** TASK TO CARRY OUT **
When you write the records again, keep every line exactly as it was.
──────── INFORMATION SHOWN ────────
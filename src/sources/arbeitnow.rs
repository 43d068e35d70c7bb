// src/sources/arbeitnow.rs

//! Arbeitnow job board API, remote listings only.

use async_trait::async_trait;
use serde::Deserialize;
use serde_json::Value;

use super::{JobSource, SourceContext, decode_items, get_json};
use crate::error::Result;
use crate::models::NormalizedJob;
use crate::utils::{http, json_text};

const NAME: &str = "Arbeitnow";
const API_URL: &str = "https://arbeitnow.com/api/job-board-api";

/// One broad term; the local filter does the precise matching.
const SEARCH_TERM: &str = "AI engineer";
/// The API rate-limits aggressively beyond a few pages.
const MAX_PAGES: u32 = 3;
const PAGE_DELAY_MS: u64 = 1000;

pub struct Arbeitnow;

#[derive(Debug, Default, Deserialize)]
#[serde(default)]
struct Page {
    data: Vec<Value>,
    links: Links,
}

#[derive(Debug, Default, Deserialize)]
#[serde(default)]
struct Links {
    next: Option<String>,
}

#[derive(Debug, Default, Deserialize)]
#[serde(default)]
struct Listing {
    slug: Option<String>,
    title: Option<String>,
    company_name: Option<String>,
    location: Option<String>,
    description: Option<String>,
    url: Option<String>,
    created_at: Option<Value>,
    tags: Vec<String>,
    remote: bool,
}

impl Listing {
    fn into_job(self) -> NormalizedJob {
        NormalizedJob {
            title: self.title.unwrap_or_default(),
            company: self.company_name.unwrap_or_default(),
            location: self.location.unwrap_or_default(),
            url: self.url.unwrap_or_default(),
            date_posted: self.created_at.as_ref().map(json_text).unwrap_or_default(),
            description: self.description.unwrap_or_default(),
            tags: self.tags,
        }
    }
}

#[async_trait]
impl JobSource for Arbeitnow {
    fn name(&self) -> &'static str {
        NAME
    }

    async fn fetch(&self, ctx: &SourceContext) -> Result<Vec<NormalizedJob>> {
        let mut collector = ctx.collector();

        for page in 1..=MAX_PAGES {
            if collector.is_full() {
                break;
            }

            let request = ctx.client.get(API_URL).query(&[
                ("search", SEARCH_TERM.to_string()),
                ("remote", "true".to_string()),
                ("page", page.to_string()),
            ]);
            let body: Page = get_json(NAME, format!("page {page}"), request).await?;
            http::pause(PAGE_DELAY_MS).await;

            if body.data.is_empty() {
                break;
            }

            for listing in decode_items::<Listing>(NAME, body.data) {
                if collector.is_full() {
                    break;
                }
                if !listing.remote {
                    continue;
                }
                if !collector.first_sighting(listing.slug.as_deref().unwrap_or_default()) {
                    continue;
                }
                collector.offer(listing.into_job());
            }

            if body.links.next.is_none() {
                break;
            }
        }

        Ok(collector.finish(NAME))
    }
}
────────
** RESPONSE **
filename src/sources/arbeitnow.rs
repository 43d068e35d70c7bb
// src/sources/arbeitnow.rs

//! Arbeitnow job board API, remote listings only.

use async_trait::async_trait;
use serde::Deserialize;
use serde_json::Value;

use super::{JobSource, SourceContext, decode_items, get_json};
use crate::error::Result;
use crate::models::NormalizedJob;
use crate::utils::{http, json_text};

const NAME: &str = "Arbeitnow";
const API_URL: &str = "https://arbeitnow.com/api/job-board-api";

/// One broad term; the local filter does the precise matching.
const SEARCH_TERM: &str = "AI engineer";
/// The API rate-limits aggressively beyond a few pages.
const MAX_PAGES: u32 = 3;
const PAGE_DELAY_MS: u64 = 1000;

pub struct Arbeitnow;

#[derive(Debug, Default, Deserialize)]
#[serde(default)]
struct Page {
    data: Vec<Value>,
    links: Links,
}

#[derive(Debug, Default, Deserialize)]
#[serde(default)]
struct Links {
    next: Option<String>,
}

#[derive(Debug, Default, Deserialize)]
#[serde(default)]
struct Listing {
    slug: Option<String>,
    title: Option<String>,
    company_name: Option<String>,
    location: Option<String>,
    description: Option<String>,
    url: Option<String>,
    created_at: Option<Value>,
    tags: Vec<String>,
    remote: bool,
}

impl Listing {
    fn into_job(self) -> NormalizedJob {
        NormalizedJob {
            title: self.title.unwrap_or_default(),
            company: self.company_name.unwrap_or_default(),
            location: self.location.unwrap_or_default(),
            url: self.url.unwrap_or_default(),
            date_posted: self.created_at.as_ref().map(json_text).unwrap_or_default(),
            description: self.description.unwrap_or_default(),
            tags: self.tags,
        }
    }
}

#[async_trait]
impl JobSource for Arbeitnow {
    fn name(&self) -> &'static str {
        NAME
    }

    async fn fetch(&self, ctx: &SourceContext) -> Result<Vec<NormalizedJob>> {
        let mut collector = ctx.collector();

        for page in 1..=MAX_PAGES {
            if collector.is_full() {
                break;
            }

            let request = ctx.client.get(API_URL).query(&[
                ("search", SEARCH_TERM.to_string()),
                ("remote", "true".to_string()),
                ("page", page.to_string()),
            ]);
            let body: Page = get_json(NAME, format!("page {page}"), request).await?;
            http::pause(PAGE_DELAY_MS).await;

            if body.data.is_empty() {
                break;
            }

            for listing in decode_items::<Listing>(NAME, body.data) {
                if collector.is_full() {
                    break;
                }
                if !listing.remote {
                    continue;
                }
                if !collector.first_sighting(listing.slug.as_deref().unwrap_or_default()) {
                    continue;
                }
                collector.offer(listing.into_job());
            }

            if body.links.next.is_none() {
                break;
            }
        }

        Ok(collector.finish(NAME))
    }
}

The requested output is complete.